For over eight years, a critical security vulnerability in Windows has persisted, actively exploited by malicious actors, yet remains unpatched by Microsoft. This isn’t a hypothetical threat; it’s a gaping hole in the system, repeatedly breached and leveraged against unsuspecting users.
The vulnerability, designated CVE-2025-9491, centers around how Windows processes LNK files – the common shortcuts you see on desktops. It’s a zero-day, meaning it was actively exploited before a fix was even considered. Recent findings reveal a resurgence in attacks, bringing the issue back into sharp focus.
Researchers at Arctic Wolf recently documented a hacker group actively using CVE-2025-9491 to target diplomats across several European Union countries. Belgium, Hungary, Italy, Serbia, and the Netherlands were all hit in late 2024, demonstrating the flaw’s continued relevance and widespread impact.
The attack method is deceptively simple. Hackers deliver a malicious LNK file, often through phishing emails. Once opened, the file executes harmful code, potentially granting attackers access to sensitive information or complete control over the compromised system. It’s a classic, yet effective, technique.
The latest attacks involved attempts to install a Trojan virus, enabling remote access and a vast range of malicious commands.
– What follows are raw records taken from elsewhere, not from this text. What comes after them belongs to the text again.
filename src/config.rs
//! Configuration management with layered loading
//!
//! Precedence (lowest to highest):
//! 1. Compiled defaults
//! 2. Global config: `$XDG_CONFIG_HOME/hierarchy/hierarchy.toml`
//! 3. Local config: `<dir>/.hierarchy.toml` (the shell passes the working directory)
//! 4. Environment variables: `HIERARCHY_*` prefix

use std::path::{Path, PathBuf};

use config::{Config, ConfigError, Environment};
use directories::ProjectDirs;
use serde::{Deserialize, Serialize};

use crate::application::ApplicationError;

/// Unified configuration for hierarchy.
#[derive(Debug, Clone, Serialize, Deserialize, PartialEq, Eq)]
#[serde(default)]
pub struct Settings {
    /// Action log appended to by the shell (default: action_log.txt)
    pub log_file: PathBuf,
    /// Print the forest after every shell command
    pub show_tree: bool,
    /// Colored terminal output
    pub color: bool,
    /// Shell prompt
    pub prompt: String,
}

impl Default for Settings {
    fn default() -> Self {
        Self {
            log_file: PathBuf::from("action_log.txt"),
            show_tree: true,
            color: true,
            prompt: "hierarchy>".into(),
        }
    }
}

/// Raw settings for intermediate parsing (`None` means "not specified").
#[derive(Debug, Clone, Deserialize, Default)]
#[serde(default)]
pub struct RawSettings {
    pub log_file: Option<PathBuf>,
    pub show_tree: Option<bool>,
    pub color: Option<bool>,
    pub prompt: Option<String>,
}

/// Get the XDG config directory for hierarchy.
pub fn global_config_dir() -> Option<PathBuf> {
    ProjectDirs::from("", "", "hierarchy").map(|dirs| dirs.config_dir().to_path_buf())
}

/// Get the path to the global config file.
pub fn global_config_path() -> Option<PathBuf> {
    global_config_dir().map(|dir| dir.join("hierarchy.toml"))
}

/// Get the path to the local config file in a directory.
pub fn local_config_path(dir: &Path) -> PathBuf {
    dir.join(".hierarchy.toml")
}

/// Load a TOML file into RawSettings for manual merging.
fn load_raw_settings(path: &Path) -> Result<RawSettings, ApplicationError> {
    let content = std::fs::read_to_string(path).map_err(|e| ApplicationError::Config {
        message: format!("read {}: {}", path.display(), e),
    })?;
    toml::from_str(&content).map_err(|e| ApplicationError::Config {
        message: format!("parse {}: {}", path.display(), e),
    })
}

impl Settings {
    /// Overlay wins where it specifies a value.
    fn merge_with(&self, overlay: &RawSettings) -> Self {
        Self {
            log_file: overlay
                .log_file
                .clone()
                .unwrap_or_else(|| self.log_file.clone()),
            show_tree: overlay.show_tree.unwrap_or(self.show_tree),
            color: overlay.color.unwrap_or(self.color),
            prompt: overlay.prompt.clone().unwrap_or_else(|| self.prompt.clone()),
        }
    }

    /// Load settings with layered precedence.
    ///
    /// # Arguments
    /// * `local_dir` - Optional directory holding a `.hierarchy.toml`
    pub fn load(local_dir: Option<&Path>) -> Result<Self, ApplicationError> {
        let mut current = Self::default();

        if let Some(global_path) = global_config_path() {
            if global_path.exists() {
                let raw = load_raw_settings(&global_path)?;
                current = current.merge_with(&raw);
            }
        }

        if let Some(dir) = local_dir {
            let local_path = local_config_path(dir);
            if local_path.exists() {
                let raw = load_raw_settings(&local_path)?;
                current = current.merge_with(&raw);
            }
        }

        Self::apply_env_overrides(current)
    }

    /// Apply HIERARCHY_* environment variables as explicit overrides.
    fn apply_env_overrides(mut settings: Self) -> Result<Self, ApplicationError> {
        let config = Config::builder()
            .add_source(
                Environment::with_prefix("HIERARCHY")
                    .prefix_separator("_")
                    .separator("__"),
            )
            .build()
            .map_err(config_err)?;

        if let Ok(val) = config.get_string("log_file") {
            settings.log_file = PathBuf::from(val);
        }
        if let Ok(val) = config.get_bool("show_tree") {
            settings.show_tree = val;
        }
        if let Ok(val) = config.get_bool("color") {
            settings.color = val;
        }
        if let Ok(val) = config.get_string("prompt") {
            settings.prompt = val;
        }

        Ok(settings)
    }

    /// Render as TOML, for `config show` style output.
    pub fn to_toml(&self) -> Result<String, ApplicationError> {
        toml::to_string_pretty(self).map_err(|e| ApplicationError::Config {
            message: e.to_string(),
        })
    }
}

fn config_err(e: ConfigError) -> ApplicationError {
    ApplicationError::Config {
        message: e.to_string(),
    }
}
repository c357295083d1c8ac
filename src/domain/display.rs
//! Console rendering of a forest via termtree.

use termtree::Tree;
use tracing::instrument;

use crate::domain::arena::NodeId;
use crate::domain::forest::{Forest, NodeEntry};

pub trait ToTermTree {
    /// One rendered tree per root, roots ascending.
    fn to_term_trees(&self) -> Vec<Tree<String>>;

    /// All trees joined into a single printable block.
    fn render(&self) -> String {
        let trees = self.to_term_trees();
        if trees.is_empty() {
            return "(empty forest)\n".to_string();
        }
        trees.iter().map(|tree| tree.to_string()).collect()
    }
}

/// Deepest level drawn by [`ToTermTree`]. termtree recurses once per level
/// when printing and dropping, so deeper nodes are replaced by a marker.
pub const MAX_RENDER_DEPTH: usize = 128;

const HIDDEN_MARKER: &str = "... deeper levels hidden (use `dump`)";

impl ToTermTree for Forest {
    // Built from the pre-order dump so deep trees never recurse while building.
    #[instrument(level = "debug", skip(self))]
    fn to_term_trees(&self) -> Vec<Tree<String>> {
        let mut finished = Vec::new();
        let mut open: Vec<Tree<String>> = Vec::new();

        for entry in self.serialize() {
            if entry.depth > MAX_RENDER_DEPTH {
                // first child below the cap stands in for the whole hidden level
                if entry.depth == MAX_RENDER_DEPTH + 1 && entry.previous_sibling.is_none() {
                    close_to_depth(&mut open, entry.depth, &mut finished);
                    if let Some(parent) = open.last_mut() {
                        parent.push(Tree::new(HIDDEN_MARKER.to_string()));
                    }
                }
                continue;
            }
            close_to_depth(&mut open, entry.depth, &mut finished);
            open.push(Tree::new(node_label(&entry)));
        }
        close_to_depth(&mut open, 0, &mut finished);

        finished
    }
}

fn close_to_depth(open: &mut Vec<Tree<String>>, depth: usize, finished: &mut Vec<Tree<String>>) {
    while open.len() > depth {
        let Some(done) = open.pop() else {
            break;
        };
        match open.last_mut() {
            Some(parent) => {
                parent.push(done);
            }
            None => finished.push(done),
        }
    }
}

fn node_label(entry: &NodeEntry) -> String {
    format!("#{} (level {})", entry.id, entry.level)
}

/// One line per node with every link spelled out, for the `dump` views.
pub fn format_entry(entry: &NodeEntry) -> String {
    fn link(id: Option<NodeId>) -> String {
        id.map_or_else(|| "-".to_string(), |id| id.to_string())
    }
    format!(
        "{indent}node {id:<4} parent {parent:<4} first-child {first:<4} next {next:<4} prev {prev:<4} level {level}",
        indent = "  ".repeat(entry.depth),
        id = entry.id,
        parent = link(entry.parent),
        first = link(entry.first_child),
        next = link(entry.next_sibling),
        prev = link(entry.previous_sibling),
        level = entry.level,
    )
}

#[cfg(test)]
mod tests {
    use super::*;

    #[test]
    fn given_empty_forest_when_rendering_then_says_empty() {
        assert_eq!(Forest::new().render(), "(empty forest)\n");
    }

    #[test]
    fn given_two_trees_when_converting_then_nests_children_in_order() {
        let mut forest = Forest::new();
        let root = forest.allocate();
        let a = forest.allocate_as_child(root).unwrap();
        let _b = forest.allocate_as_child(root).unwrap();
        let _a1 = forest.allocate_as_child(a).unwrap();
        let _other = forest.allocate();

        let trees = forest.to_term_trees();

        assert_eq!(trees.len(), 2);
        assert_eq!(trees[0].root, "#0 (level 0)");
        let labels: Vec<_> = trees[0].leaves.iter().map(|t| t.root.clone()).collect();
        assert_eq!(labels, vec!["#2 (level 1)", "#1 (level 1)"]);
        assert_eq!(trees[0].leaves[1].leaves[0].root, "#3 (level 2)");
        assert_eq!(trees[1].root, "#4 (level 0)");
        assert!(trees[1].leaves.is_empty());
    }

    #[test]
    fn given_chain_deeper_than_cap_when_rendering_then_truncates_with_marker() {
        let mut forest = Forest::new();
        let mut tip = forest.allocate();
        for _ in 0..150_000 {
            tip = forest.allocate_as_child(tip).unwrap();
        }

        let rendered = forest.render();

        assert_eq!(rendered.lines().count(), MAX_RENDER_DEPTH + 2);
        assert!(rendered.contains(&format!("#{} (level {})", MAX_RENDER_DEPTH, MAX_RENDER_DEPTH)));
        assert!(!rendered.contains(&format!("#{} (level", MAX_RENDER_DEPTH + 1)));
        assert_eq!(rendered.matches(HIDDEN_MARKER).count(), 1);
    }

    #[test]
    fn given_wide_level_below_cap_when_rendering_then_one_marker_per_parent() {
        let mut forest = Forest::new();
        let mut tip = forest.allocate();
        for _ in 0..MAX_RENDER_DEPTH {
            tip = forest.allocate_as_child(tip).unwrap();
        }
        for _ in 0..3 {
            forest.allocate_as_child(tip).unwrap();
        }

        let rendered = forest.render();

        assert_eq!(rendered.matches(HIDDEN_MARKER).count(), 1);
        assert_eq!(rendered.lines().count(), MAX_RENDER_DEPTH + 2);
    }

    #[test]
    fn given_entry_when_formatting_then_missing_links_are_dashes() {
        let mut forest = Forest::new();
        let root = forest.allocate();
        let line = format_entry(&forest.serialize()[0]);
        assert_eq!(root.raw(), 0);
        assert!(line.starts_with("node 0    parent -    first-child -"));
        assert!(line.ends_with("level 0"));
    }
}
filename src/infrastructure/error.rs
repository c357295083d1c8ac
//! Infrastructure-level errors (wraps application errors)

use thiserror::Error;

use crate::application::ApplicationError;

/// Infrastructure errors wrap application errors and add I/O-level concerns.
#[derive(Error, Debug)]
pub enum InfraError {
    #[error("{0}")]
    Application(#[from] ApplicationError),

    #[error("I/O error: {context}")]
    Io {
        context: String,
        #[source]
        source: std::io::Error,
    },
}

impl InfraError {
    /// Create an I/O error with context.
    pub fn io(context: impl Into<String>, source: std::io::Error) -> Self {
        Self::Io {
            context: context.into(),
            source,
        }
    }
}

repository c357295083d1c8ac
//! Infrastructure layer: I/O implementations and DI container
//!
//! This layer implements I/O boundary traits and wires up services.

pub mod di;
pub mod error;
pub mod traits;

pub use error::InfraError;
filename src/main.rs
use std::process;

use clap::{CommandFactory, Parser};
use hierarchy::cli::args::Cli;
use hierarchy::cli::commands::execute_command;
use hierarchy::cli::output;
use hierarchy::config::Settings;
use tracing::level_filters::LevelFilter;
use tracing_subscriber::fmt::format::FmtSpan;
use tracing_subscriber::layer::SubscriberExt;
use tracing_subscriber::util::SubscriberInitExt;
use tracing_subscriber::{fmt, Layer};

fn main() {
    let cli = Cli::parse();

    if cli.info {
        if let Some(a) = Cli::command().get_author() {
            println!("AUTHOR: {}", a)
        }
        if let Some(v) = Cli::command().get_version() {
            println!("VERSION: {}", v)
        }
    }

    setup_logging(cli.debug);

    let cwd = std::env::current_dir().ok();
    let mut settings = match Settings::load(cwd.as_deref()) {
        Ok(settings) => settings,
        Err(e) => {
            output::error(&e);
            process::exit(hierarchy::exitcode::CONFIG);
        }
    };
    if let Some(log_file) = &cli.log_file {
        settings.log_file = log_file.clone();
    }
    if !settings.color {
        output::disable_colors();
    }

    if let Err(e) = execute_command(&cli, settings) {
        output::error(&e);
        process::exit(e.exit_code());
    }
}

fn setup_logging(verbosity: u8) {
    let filter = match verbosity {
        0 => LevelFilter::WARN,
        1 => LevelFilter::INFO,
        2 => LevelFilter::DEBUG,
        3 => LevelFilter::TRACE,
        _ => {
            eprintln!("Don't be crazy, max is -d -d -d");
            LevelFilter::TRACE
        }
    };

    // stderr keeps stdout clean for tree and dump output
    let fmt_layer = fmt::layer()
        .with_writer(std::io::stderr)
        .with_target(true)
        .with_thread_names(false)
        .with_span_events(FmtSpan::CLOSE);

    tracing_subscriber::registry()
        .with(fmt_layer.with_filter(filter))
        .init();

    match filter {
        LevelFilter::INFO => tracing::info!("Debug mode: info"),
        LevelFilter::DEBUG => tracing::debug!("Debug mode: debug"),
        LevelFilter::TRACE => tracing::debug!("Debug mode: trace"),
        _ => {}
    }
}
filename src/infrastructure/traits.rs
//! I/O boundary traits for testability
//!
//! The action log only ever reads whole files and appends lines, so that is
//! all the boundary exposes.

use std::fs::OpenOptions;
use std::io::{self, Write};
use std::path::Path;

/// Filesystem abstraction for testability.
pub trait FileSystem: Send + Sync {
    /// Read file contents to string.
    fn read_to_string(&self, path: &Path) -> io::Result<String>;

    /// Append `line` plus a newline, creating the file if needed.
    fn append_line(&self, path: &Path, line: &str) -> io::Result<()>;

    /// Check if path exists.
    fn exists(&self, path: &Path) -> bool;
}

/// Real filesystem implementation.
#[derive(Debug, Clone, Copy, Default)]
pub struct RealFileSystem;

impl FileSystem for RealFileSystem {
    fn read_to_string(&self, path: &Path) -> io::Result<String> {
        std::fs::read_to_string(path)
    }

    fn append_line(&self, path: &Path, line: &str) -> io::Result<()> {
        let mut file = OpenOptions::new().create(true).append(true).open(path)?;
        writeln!(file, "{}", line)
    }

    fn exists(&self, path: &Path) -> bool {
        path.exists()
    }
}

#[cfg(test)]
mod tests {
    use super::*;
    use tempfile::TempDir;

    #[test]
    fn given_missing_file_when_appending_then_creates_and_appends() {
        let dir = TempDir::new().unwrap();
        let path = dir.path().join("action_log.txt");
        let fs = RealFileSystem;

        fs.append_line(&path, "1 0").unwrap();
        fs.append_line(&path, "2 0 1").unwrap();

        assert!(fs.exists(&path));
        assert_eq!(fs.read_to_string(&path).unwrap(), "1 0\n2 0 1\n");
    }
}
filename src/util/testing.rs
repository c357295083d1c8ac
use std::sync::Once;

use tracing::{debug, info};
use tracing_subscriber::{
    fmt::{self, format::FmtSpan},
    prelude::*,
    EnvFilter,
};

static TEST_SETUP: Once = Once::new();

/// Installs a global tracing subscriber once per test binary.
///
/// `RUST_LOG` wins when set, otherwise crate logs go out at debug.
pub fn init_test_setup() {
    TEST_SETUP.call_once(|| {
        setup_test_logging();
        info!("Test Setup complete");
    });
}

fn setup_test_logging() {
    let env_filter = EnvFilter::try_from_default_env()
        .unwrap_or_else(|_| EnvFilter::new("hierarchy=debug"));

    let subscriber = tracing_subscriber::registry().with(
        fmt::layer()
            .with_test_writer()
            .with_target(true)
            .with_thread_names(false)
            .with_span_events(FmtSpan::CLOSE)
            .with_filter(env_filter),
    );

    if tracing::dispatcher::has_been_set() {
        debug!("Tracing subscriber already set");
    } else {
        subscriber.try_init().unwrap_or_else(|e| {
            eprintln!("Error: Failed to set up logging: {}", e);
        });
    }
}
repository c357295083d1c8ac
//! Domain layer: the forest and its arena
//!
//! This layer is independent of external concerns (no I/O, no CLI, no config loading).

pub mod arena;
pub mod display;
pub mod error;
pub mod forest;

pub use arena::{Arena, Handle, NodeId, Slot};
pub use display::{format_entry, ToTermTree};
pub use error::{ForestError, ForestResult};
pub use forest::{Children, Forest, Level, NodeEntry, OrphanOutcome};
//! Command dispatch for the CLI.

use std::io;
use std::path::Path;

use clap::CommandFactory;
use itertools::Itertools;
use serde::Serialize;
use tracing::{debug, instrument};

use crate::application::{ActionLog, ApplicationError};
use crate::cli::args::{Cli, Commands};
use crate::cli::error::CliResult;
use crate::cli::output;
use crate::cli::shell::Shell;
use crate::config::{global_config_path, local_config_path, Settings};
use crate::domain::{format_entry, NodeEntry, ToTermTree};
use crate::infrastructure::di::ServiceContainer;

pub fn execute_command(cli: &Cli, settings: Settings) -> CliResult<()> {
    match &cli.command {
        None => _shell(settings, false),
        Some(Commands::Shell { no_tree }) => _shell(settings, *no_tree),
        Some(Commands::Replay { file, dump, toml }) => _replay(settings, file, *dump, *toml),
        Some(Commands::Check { file }) => _check(settings, file),
        Some(Commands::Config) => _config(&settings),
        Some(Commands::Completion { shell }) => _completion(*shell),
    }
}

#[instrument(skip(settings))]
fn _shell(mut settings: Settings, no_tree: bool) -> CliResult<()> {
    if no_tree {
        settings.show_tree = false;
    }
    let container = ServiceContainer::new(settings);
    debug!("logging actions to {}", container.settings.log_file.display());

    output::header("hierarchy shell (type `help` for commands)");
    let mut shell = Shell::new(container.logging_service(), container.fs(), &container.settings);
    let stdin = io::stdin();
    let mut stdout = io::stdout();
    shell.run(stdin.lock(), &mut stdout)
}

#[derive(Serialize)]
struct NodeDump<'a> {
    nodes: &'a [NodeEntry],
}

#[instrument(skip(settings))]
fn _replay(settings: Settings, file: &Path, dump: bool, toml: bool) -> CliResult<()> {
    let container = ServiceContainer::new(settings);
    let mut service = container.scratch_service();
    let report = service.replay_file(container.fs(), file)?;
    let forest = service.forest();

    if toml {
        let entries = forest.serialize();
        let rendered = toml::to_string_pretty(&NodeDump { nodes: &entries }).map_err(|e| {
            ApplicationError::OperationFailed {
                context: "render node dump as TOML".into(),
                source: Box::new(e),
            }
        })?;
        output::info(&rendered);
    } else if dump {
        for entry in forest.serialize() {
            output::info(&format_entry(&entry));
        }
    } else {
        print!("{}", forest.render());
    }

    output::success(&format!(
        "replayed {} actions: {} nodes live, {} freed handles",
        report.applied,
        forest.len(),
        forest.free_handles().len()
    ));
    if report.diverged > 0 {
        output::warning(&format!(
            "{} allocation(s) received different ids than logged",
            report.diverged
        ));
    }
    Ok(())
}

#[instrument(skip(settings))]
fn _check(settings: Settings, file: &Path) -> CliResult<()> {
    let container = ServiceContainer::new(settings);
    let actions = ActionLog::read_from(container.fs(), file)?;

    output::success(&format!("{}: {} actions parse", file.display(), actions.len()));
    let counts = actions.iter().counts_by(|(_, action)| action.opcode());
    for (opcode, count) in counts.into_iter().sorted() {
        output::detail(&format!("opcode {}: {}", opcode, count));
    }
    Ok(())
}

fn _config(settings: &Settings) -> CliResult<()> {
    output::header("Config files");
    match global_config_path() {
        Some(path) if path.exists() => output::success(&path.display()),
        Some(path) => output::failure(&format!("{} (not found)", path.display())),
        None => output::failure(&"global config directory unavailable"),
    }
    if let Ok(cwd) = std::env::current_dir() {
        let local = local_config_path(&cwd);
        if local.exists() {
            output::success(&local.display());
        } else {
            output::failure(&format!("{} (not found)", local.display()));
        }
    }

    output::header("Effective settings");
    output::info(&settings.to_toml()?);
    Ok(())
}

fn _completion(shell: clap_complete::Shell) -> CliResult<()> {
    let mut cmd = Cli::command();
    let name = cmd.get_name().to_string();
    clap_complete::generate(shell, &mut cmd, name, &mut io::stdout());
    Ok(())
}
//! Integration tests for Settings loading with layered precedence.
//!
//! These tests run with temp directories only. They assume no global config
//! and no HIERARCHY_* variables in the environment.

use std::fs;
use std::path::PathBuf;

use tempfile::TempDir;

use hierarchy::application::ApplicationError;
use hierarchy::config::{local_config_path, Settings};

#[test]
fn given_no_config_files_when_load_then_returns_defaults() {
    let dir = TempDir::new().unwrap();

    let settings = Settings::load(Some(dir.path())).expect("load settings");

    assert_eq!(settings, Settings::default());
}

#[test]
fn given_local_config_when_load_then_overrides_only_given_fields() {
    // Arrange
    let dir = TempDir::new().unwrap();
    let local = r#"
log_file = "/var/tmp/forest.log"
show_tree = false
"#;
    fs::write(local_config_path(dir.path()), local).unwrap();

    // Act
    let settings = Settings::load(Some(dir.path())).expect("load settings");

    // Assert
    assert_eq!(settings.log_file, PathBuf::from("/var/tmp/forest.log"));
    assert!(!settings.show_tree);
    assert!(settings.color);
    assert_eq!(settings.prompt, "hierarchy>");
}

#[test]
fn given_malformed_local_config_when_load_then_config_error() {
    let dir = TempDir::new().unwrap();
    fs::write(local_config_path(dir.path()), "show_tree = \"maybe\"\n").unwrap();

    let err = Settings::load(Some(dir.path())).unwrap_err();

    assert!(matches!(err, ApplicationError::Config { .. }));
    assert!(err.to_string().contains(".hierarchy.toml"));
}

#[test]
fn given_loaded_settings_when_rendering_toml_then_round_trips() {
    let dir = TempDir::new().unwrap();
    fs::write(local_config_path(dir.path()), "prompt = \"forest$\"\n").unwrap();
    let settings = Settings::load(Some(dir.path())).unwrap();

    let rendered = settings.to_toml().unwrap();
    let parsed: Settings = toml::from_str(&rendered).unwrap();

    assert_eq!(parsed, settings);
    assert_eq!(parsed.prompt, "forest$");
}
//! Forest of multi-way trees sharing one node arena.
//!
//! Children are kept as an intrusive doubly linked sibling list hanging off
//! `first_child`. New children are inserted at the head, so the most recently
//! attached child is enumerated first. All subtree walks use an explicit work
//! stack.

use std::collections::{BTreeSet, HashSet};

use serde::Serialize;
use tracing::{debug, instrument, trace, warn};

use crate::domain::arena::{Arena, NodeId};
use crate::domain::error::{ForestError, ForestResult};

/// Distance in parent edges from a node to its root.
pub type Level = u32;

#[derive(Debug, Clone, Default, PartialEq, Eq)]
pub(crate) struct NodeRecord {
    parent: Option<NodeId>,
    first_child: Option<NodeId>,
    next_sibling: Option<NodeId>,
    previous_sibling: Option<NodeId>,
    level: Level,
}

/// One visited node of [`Forest::serialize`].
#[derive(Debug, Clone, PartialEq, Eq, Serialize)]
pub struct NodeEntry {
    pub id: NodeId,
    #[serde(skip_serializing_if = "Option::is_none")]
    pub parent: Option<NodeId>,
    #[serde(skip_serializing_if = "Option::is_none")]
    pub first_child: Option<NodeId>,
    #[serde(skip_serializing_if = "Option::is_none")]
    pub next_sibling: Option<NodeId>,
    #[serde(skip_serializing_if = "Option::is_none")]
    pub previous_sibling: Option<NodeId>,
    /// Stored level (may be stale after [`Forest::orphan`])
    pub level: Level,
    /// Depth of the node in the traversal, root = 0
    pub depth: usize,
}

/// Result of [`Forest::orphan`].
#[derive(Debug, Clone, Copy, PartialEq, Eq)]
pub enum OrphanOutcome {
    /// The node was detached and is now a root
    Detached,
    /// The node had no parent; nothing changed
    AlreadyRoot,
}

#[derive(Debug, Default)]
pub struct Forest {
    nodes: Arena<NodeId, NodeRecord>,
    roots: BTreeSet<NodeId>,
}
Reports from Trend Micro indicate that hacker groups linked to China, Iran, North Korea, and Russia have all utilized this vulnerability to distribute malware in the past.
What’s truly baffling is Microsoft’s inaction. Security researchers alerted the company to this flaw through their bug bounty program, Trend ZDI, yet a patch remains elusive. The reasons behind this decision – or inability to act – remain shrouded in mystery.
The consequence of this inaction is clear: further attacks are almost guaranteed. Until Microsoft addresses CVE-2025-9491, Windows administrators are strongly advised to block the execution of LNK files originating from untrusted sources. It’s a temporary safeguard, but a necessary one in the face of ongoing risk.